Stored data entries
-- Opening Marker --
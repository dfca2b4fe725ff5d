#![cfg_attr(test, allow(clippy::disallowed_methods))]
// Forbid unwrap() in production code so a bad key or config exits cleanly.
#![cfg_attr(not(test), deny(clippy::unwrap_used))]
use std::collections::HashMap;
use std::net::SocketAddr;
use std::sync::Arc;

use authgate::{
    AuthGate, AuthPosture, VerificationKey,
    config::{AuthType, ServerConfig},
    credential::resolve_connection_string,
    http::router,
};
use tracing_subscriber::{layer::SubscriberExt, util::SubscriberInitExt};

#[tokio::main]
async fn main() {
    tracing_subscriber::registry()
        .with(
            tracing_subscriber::EnvFilter::try_from_default_env()
                .unwrap_or_else(|_| "authgate=debug".into()),
        )
        .with(tracing_subscriber::fmt::layer())
        .init();

    // Load configuration from environment variables
    let config = match ServerConfig::from_env() {
        Ok(config) => config,
        Err(e) => {
            tracing::error!("Failed to load configuration: {e}");
            std::process::exit(1);
        }
    };

    tracing::info!(
        "Loaded configuration: component={}, auth_type={}, listen_port={}",
        config.component,
        config.auth_type,
        config.listen_port
    );

    // The posture is fixed here for the lifetime of the process.
    let posture = match (config.auth_type, &config.auth_public_key_path) {
        (AuthType::EdDSAJwt, Some(path)) => match VerificationKey::from_pem_file(path) {
            Ok(key) => {
                tracing::info!("auth enforcing with public key {}", path.display());
                AuthPosture::from_public_key(Some(key))
            }
            Err(e) => {
                tracing::error!("Failed to load auth public key: {e}");
                std::process::exit(1);
            }
        },
        (AuthType::EdDSAJwt, None) => {
            tracing::error!("EdDSAJwt auth requires a public key path");
            std::process::exit(1);
        }
        (AuthType::Trust, _) => {
            tracing::warn!("auth is Trust: every request is authorized");
            AuthPosture::Trusting
        }
        (AuthType::Disabled, _) => {
            tracing::warn!("auth is Disabled: every request is authorized");
            AuthPosture::Disabled
        }
    };

    if let Some(template) = &config.upstream_connstr {
        let vars: HashMap<String, String> = std::env::vars().collect();
        match resolve_connection_string(template, &vars) {
            // Display masks the password and substituted values
            Ok(upstream) => tracing::info!(
                "upstream connection: {upstream} (authenticated={})",
                upstream.is_authenticated()
            ),
            Err(e) => {
                tracing::error!("Failed to resolve upstream connection string: {e}");
                std::process::exit(1);
            }
        }
    }

    let gate = Arc::new(AuthGate::new(config.component, posture));
    let app = router(gate);

    let addr = SocketAddr::from(([127, 0, 0, 1], config.listen_port));
    tracing::info!("listening on {}", addr);

    let listener = tokio::net::TcpListener::bind(addr)
        .await
        .unwrap_or_else(|e| {
            tracing::error!("Failed to bind: {e}");
            std::process::exit(1);
        });

    axum::serve(listener, app).await.unwrap_or_else(|e| {
        tracing::error!("Server error: {e}");
        std::process::exit(1);
    });
}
-- Closing Marker --
Filter the records for the word "Failed" and show every line that has it.

■ Solved exercise ■
            tracing::error!("Failed to load configuration: {e}");
                tracing::error!("Failed to load auth public key: {e}");
                tracing::error!("Failed to resolve upstream connection string: {e}");
            tracing::error!("Failed to bind: {e}");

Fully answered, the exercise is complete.